Exchange-correlation potential for Current Density Functional Theory of frequency dependent linear response

TL;DR

This paper derives exchange-correlation potentials for current density functional theory in a homogeneous electron gas, revealing spectral features near twice the plasma frequency and providing essential input for time-dependent current density functional calculations.

Contribution

It provides a microscopic model for exchange-correlation potentials in current density functional theory, including spectral structures relevant for inelastic scattering.

Findings

Transverse spectrum similar to longitudinal spectrum

Spectral structure near twice the plasma frequency

Results facilitate implementation of time-dependent current DFT

Abstract

The dynamical, long-wavelength longitudinal and transverse exchange-correlation potentials for a homogeneous electron gas are evaluated in a microscopic model based on an approximate decoupling of the equation of motion for the current-current response function.
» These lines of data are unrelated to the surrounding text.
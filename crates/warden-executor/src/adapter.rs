//! The adapter boundary.
//!
//! Adapters are the only components that touch external systems. They
//! never see the ledger or the policy gate; by the time `execute` is
//! called the action has already been authorized, and the governance
//! context they receive is informational.

use async_trait::async_trait;
use serde::{Deserialize, Serialize};
use serde_json::Value;
use thiserror::Error;

/// Context handed to an adapter alongside each call. Adapters may log
/// it or propagate it to the external system, but cannot use it to
/// bypass authorization.
#[derive(Clone, Debug, Serialize, Deserialize)]
pub struct Governance {
    /// Always `"governed"`. Reserved for future execution modes.
    pub mode: String,
    /// Whether a terminal receipt will be written for this call.
    pub receipt_required: bool,
    #[serde(default, skip_serializing_if = "Option::is_none")]
    pub approval_id: Option<String>,
    pub idempotency_key: String,
}

impl Governance {
    pub fn new(idempotency_key: impl Into<String>, approval_id: Option<String>) -> Self {
        Self {
            mode: "governed".to_string(),
            receipt_required: true,
            approval_id,
            idempotency_key: idempotency_key.into(),
        }
    }
}

/// What an adapter reports back for one executed action.
#[derive(Clone, Debug, Serialize, Deserialize)]
pub struct AdapterResponse {
    pub success: bool,
    pub data: Value,
    /// Actual cost incurred, which may differ from the estimate the
    /// policy gate charged.
    #[serde(default)]
    pub cost: f64,
    #[serde(default)]
    pub duration_ms: u64,
}

impl AdapterResponse {
    pub fn ok(data: Value) -> Self {
        Self {
            success: true,
            data,
            cost: 0.0,
            duration_ms: 0,
        }
    }
}

/// Adapter failures, split by whether a retry can help.
#[derive(Debug, Error)]
pub enum AdapterError {
    /// The call may succeed if retried (rate limit, connection reset).
    #[error("transient adapter failure: {0}")]
    Transient(String),

    /// Retrying cannot help (bad request, missing permission).
    #[error("permanent adapter failure: {0}")]
    Permanent(String),
}

impl AdapterError {
    pub fn is_transient(&self) -> bool {
        matches!(self, AdapterError::Transient(_))
    }
}

/// One capability an executor can call out through.
///
/// Implementations must be safe to call concurrently; the executor
/// shares a single instance across steps.
#[async_trait]
pub trait Adapter: Send + Sync {
    /// The capability tag this adapter serves, e.g. `"messaging"`.
    /// Matched against a node's `uses` field.
    fn capability(&self) -> &str;

    async fn execute(
        &self,
        action: &str,
        params: &Value,
        governance: &Governance,
    ) -> Result<AdapterResponse, AdapterError>;
}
The transverse spectrum turns out to be very similar to the longitudinal one. We obtain evidence for a strong spectral structure near twice the plasma frequency due to a two-plasmon threshold for two-pair excitations, which may be observable in inelastic scattering experiments. Our results give the entire input needed to implement the Time-Dependent Current Density Functional Theory scheme recently developed by G. Vignale and W. Kohn [Phys. Rev. Lett. 77, 2037 (1996)] and are fitted to analytic functions to facilitate such applications.